AT_abc412_c [ABC412C] Giant Domino

There are $ N $ dominoes numbered from $ 1 $ to $ N $ . The size of domino $ i $ is $ S_i $ . Consider arranging some dominoes in a line from left to right and then toppling them. When domino $ i $ falls to the right, if the size of the domino placed immediately to the right of domino $ i $ is at most $ 2 S_i $ , then that domino also falls to the right. You decided to choose two or more dominoes and arrange them in a line from left to right. The arrangement of dominoes must satisfy the following conditions: - The leftmost domino is domino $ 1 $ . - The rightmost domino is domino $ N $ . - When only domino $ 1 $ is toppled to the right, domino $ N $ eventually falls to the right as well. Does an arrangement of dominoes satisfying the conditions exist? If it exists, what is the minimum number of dominoes that need to be arranged? You are given $ T $ test cases, solve the problem for each of them.

The input is given from Standard Input in the following format, where $ \mathrm{case}_i $ means the $ i $ -th test case: > $ T $ $ \mathrm{case}_1 $ $ \mathrm{case}_2 $ $ \vdots $ $ \mathrm{case}_T $ Each test case is given in the following format: > $ N $ $ S_1 $ $ S_2 $ $ \dots $ $ S_N $

Output $ T $ lines. The $ i $ -th line should contain the answer for the $ i $ -th test case. For each test case, if there is no arrangement of dominoes satisfying the conditions, output `-1`; otherwise, output the minimum number of dominoes to arrange.

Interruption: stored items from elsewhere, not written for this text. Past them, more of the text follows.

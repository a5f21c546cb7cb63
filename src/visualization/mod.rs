//! 3D Graph Visualization Module
//!
//! Renders a [`Scene`] with Bevy: one ground plane, node boxes and weighted
//! edges per visible layer, plus a status panel and clickable breadcrumbs.
//!
//! ## Module Structure
//!
//! - `components` - ECS components for layer geometry, labels and UI
//! - `resources` - ECS resources wrapping the scene and render caches
//! - `systems` - ECS systems (input, scene tick, rendering, UI)
//! - `viewport` - Picking and projection through the Bevy camera
//! - `setup` - Scene initialization
//! - `plugin` - Bevy plugin definition
//! - `constants` - Colors, sizes, and other constants

mod components;
mod constants;
mod plugin;
mod resources;
mod setup;
mod systems;
mod viewport;

pub use plugin::VisualizationPlugin;
pub use viewport::CameraViewport;

use bevy::prelude::*;
use tracing::info;

use crate::config::ViewerConfig;
use crate::services::Scene;
use constants::COLOR_BACKGROUND;

/// Run the viewer on a prepared scene.
///
/// This spawns a Bevy window and blocks until the window is closed.
pub fn run_visualizer(scene: Scene, viewer: &ViewerConfig) {
    info!("Opening viewer with {} layers", scene.graph.layer_count());

    App::new()
        .add_plugins(
            DefaultPlugins
                .set(WindowPlugin {
                    primary_window: Some(Window {
                        title: viewer.title.clone(),
                        resolution: (viewer.width, viewer.height).into(),
                        ..default()
                    }),
                    ..default()
                })
                // The binary installs its own tracing subscriber
                .disable::<bevy::log::LogPlugin>(),
        )
        .insert_resource(ClearColor(COLOR_BACKGROUND))
        .add_plugins(VisualizationPlugin::new(scene))
        .run();
}
//! Camera motion controller.
//!
//! Owns the camera position and look-at target. Exactly one motion mode is
//! active at a time; starting a new one discards the state of the previous.
//! Time only advances through [`CameraMotionController::update`].

use std::f32::consts::PI;
use std::time::Duration;

use bevy::math::Vec3;
use tracing::{debug, info};

use crate::config::CameraConfig;
use crate::models::{CameraMode, CameraSnapshot, CameraView, RideExit};

use super::curve::{CatmullRomCurve, MasterPath};

/// Polar angle is kept this far away from the poles.
const POLE_EPSILON: f32 = 0.000_001;

/// Pending orbit input below this is dropped.
const ORBIT_REST: f32 = 1e-5;

/// Pending dolly scale this close to 1 is dropped.
const DOLLY_REST: f32 = 1e-5;

#[derive(Debug, Clone)]
enum Motion {
    Idle,
    Transition {
        position: Vec3,
        target: Vec3,
        start_gap: f32,
    },
    Flythrough {
        curve: CatmullRomCurve,
        target: Vec3,
        elapsed: Duration,
        duration: Duration,
    },
    Ride,
}

impl Motion {
    fn mode(&self) -> CameraMode {
        match self {
            Motion::Idle => CameraMode::Idle,
            Motion::Transition { .. } => CameraMode::Transitioning,
            Motion::Flythrough { .. } => CameraMode::Flythrough,
            Motion::Ride => CameraMode::Ride,
        }
    }
}

/// Drives the camera through its motion modes.
#[derive(Debug, Clone)]
pub struct CameraMotionController {
    config: CameraConfig,
    position: Vec3,
    target: Vec3,
    motion: Motion,
    master_path: MasterPath,
    ride_progress: f32,
    // Pending damped orbit input
    yaw_delta: f32,
    pitch_delta: f32,
    dolly_scale: f32,
}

### Sample Explanation 1 For the $ 1 $ st test case, arranging the dominoes from left to right in the order domino $ 1 $ , domino $ 3 $ , domino $ 2 $ , domino $ 4 $ satisfies the conditions in the problem statement. Specifically, for the $ 3 $ rd condition, when only domino $ 1 $ is toppled to the right, the dominoes fall in the following order: - Domino $ 3 $ is placed to the right of domino $ 1 $ . Since the size of domino $ 3 $ , $ S_3 = 2 $ , is not greater than $ S_1 \times 2 = 1 \times 2 = 2 $ , domino $ 3 $ also falls to the right. - Domino $ 2 $ is placed to the right of domino $ 3 $ . Since the size of domino $ 2 $ , $ S_2 = 3 $ , is not greater than $ S_3 \times 2 = 2 \times 2 = 4 $ , domino $ 2 $ also falls to the right. - Domino $ 4 $ is placed to the right of domino $ 2 $ . Since the size of domino $ 4 $ , $ S_4 = 5 $ , is not greater than $ S_2 \times 2 = 3 \times 2 = 6 $ , domino $ 4 $ also falls to the right. It is impossible to achieve the conditions in the problem statement by arranging $ 3 $ or fewer dominoes, so the answer is $ 4 $ . ### Constraints - $ 1 \leq T \leq 10^5 $ - $ 2 \leq N \leq 2 \times 10^5 $ - $ 1 \leq S_i \leq 10^9 $ - The sum of $ N $ over all test cases is at most $ 2 \times 10^5 $ . - All input values are integers.